Définition
Interaction mutuelle entre l’écoulement atmosphérique et la réponse dynamique des ouvrages bâtis, où les forces aérodynamiques (distributions de pression, portance/traînée fluctuantes), le détachement de vortex et la turbulence interagissent avec la masse, la raideur et l’amortissement de la structure pour produire des charges statiques, des excitations dynamiques (buffeting, vibrations induites par vortex) et des phénomènes aérodynamiques (flutter, divergence) dépendant des caractéristiques du vent et des propriétés structurelles.

Principe

Principe
Les efforts aérodynamiques dépendent du champ d’écoulement instantané et du mouvement de la structure ; le mouvement de la structure modifie l’écoulement local et donc la charge aérodynamique — créant une boucle fluide‑structure dont la stabilité et l’amplitude sont gouvernées par les coefficients aérodynamiques, les propriétés dynamiques de la structure et le couplage entre eux sur les fréquences et conditions de vent pertinentes.

Démonstration

Démonstration
Scénario illustratif — Oscillation induite par vortex d’un longeron de pont mince et allongé : Situation → Un vent moyen traversant le longeron. Reconnaissance → Le détachement de vortex transverse à des fréquences gouvernées par le nombre de Strouhal produit des forces alternées. Action → Si la fréquence de détachement coïncide avec la fréquence propre du longeron, le mouvement s’amplifie ; le déplacement module le détachement et peut entraîner un verrouillage (lock‑in) vers une oscillation soutenue.

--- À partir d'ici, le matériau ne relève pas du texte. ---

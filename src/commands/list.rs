//! List site content

use anyhow::Result;

use crate::Site;

/// List site content by type
pub fn run(site: &Site, content_type: &str) -> Result<()> {
    match content_type {
        "page" | "pages" => {
            let ids = site.loader.all_page_ids();
            println!("Pages ({}):", ids.len());
            for id in ids {
                let page = site.loader.markdown_content(&id);
                println!("  {} - {}", id, page.front_matter.title);
            }
        }
        "blog" | "article" | "articles" => {
            let articles = site.loader.all_blog_articles();
            println!("Articles ({}):", articles.len());
            for article in articles {
                let date = article
                    .parsed_date()
                    .map(|d| d.format("%Y-%m-%d").to_string())
                    .unwrap_or_else(|| "----------".to_string());
                println!(
                    "  {} - {} [{}, {}]",
                    date, article.title, article.slug, article.reading_time
                );
            }
        }
        _ => {
            anyhow::bail!("Unknown type: {}. Available: pages, blog", content_type);
        }
    }

    Ok(())
}
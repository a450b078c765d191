//! Configuration module

mod site;

pub use site::OrganizationConfig;
pub use site::SiteConfig;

Conséquence → Les vibrations soutenues produisent fatigue et inconfort, nécessitant des mesures d’atténuation (amortisseurs accordés, carénages, modification de la raideur) identifiées par une analyse couplée aérodynamique‑structurelle.

Mauvaise application

Mauvaise application
N’appliquer que des distributions de pression quasi‑statiques (ignorant l’amplification dynamique et le détachement de vortex) pour évaluer la serviceabilité des structures effilées ; l’erreur consiste à traiter l’action du vent comme constante et spatiale‑ment stable, manquant ainsi l’amplification résonnante, le lock‑in et les efforts cycliques pertinents pour la fatigue.

Conséquence

Conséquence
Les conséquences comprennent charges de calcul modifiées, nécessité de dispositifs d’atténuation dynamiques, risque de rupture par fatigue, inconfort des usagers et limites de serviceabilité ; elles proviennent du fait que la rétroaction vent‑structure peut amplifier les réponses ou déstabiliser des modes aérodynamiques que des analyses statiques ou découplées ne prédisent pas.

Inversion

Inversion
Pour des structures très rigides et massives dont les fréquences propres sont bien en dehors de la bande énergétique de la turbulence atmosphérique ou des fréquences de détachement de vortex, le couplage fluide‑structure est négligeable et une conception quasi‑statique du vent suffit ; inversement, à très faible nombre de Reynolds ou en conditions laminaire (p. ex. à micro‑échelle), les modèles classiques turbulence‑structure ne s’appliquent pas et d’autres régimes aérodynamiques gouvernent l’interaction.

Limite

Limite
Clairement inclus : ponts à grandes portées, tours élancées, toitures tendues et immeubles de grande hauteur où des effets dynamiques du vent, détachement de vortex ou instabilités aérodynamiques sont possibles. Cas limite : bâtiments bas et irréguliers où des bourrasques locales peuvent exciter des modes mais où les effets aérodynamiques globaux restent marginaux. Claire exclusion : structures compactes et lourdes à fort amortissement interne et fréquences propres éloignées des excitations éoliennes, ou éléments statiques abrités de l’écoulement ambiant.

Tension sémantique

Tension sémantique
Performance (conception légère et élancée) ↔ Robustesse (raideur et amortissement) : des objectifs architecturaux et économiques favorisent les conceptions fines et légères, ce qui accroît la sensibilité aux dynamiques induites par le vent et crée une tension entre l’esthétique/efficience et la nécessité d’une robustesse aérodynamique et dynamique.

Synthèse

Synthèse
L’interaction vent‑structure impose d’intégrer modélisation aérodynamique et dynamique structurelle : l’adéquation d’un chargement éolien statique dépend des propriétés dynamiques relatives de la structure par rapport aux spectres d’excitation éoliens, si bien que le concepteur doit évaluer résonance, lock‑in et stabilité aérodynamique plutôt que de supposer une action quasi‑statique.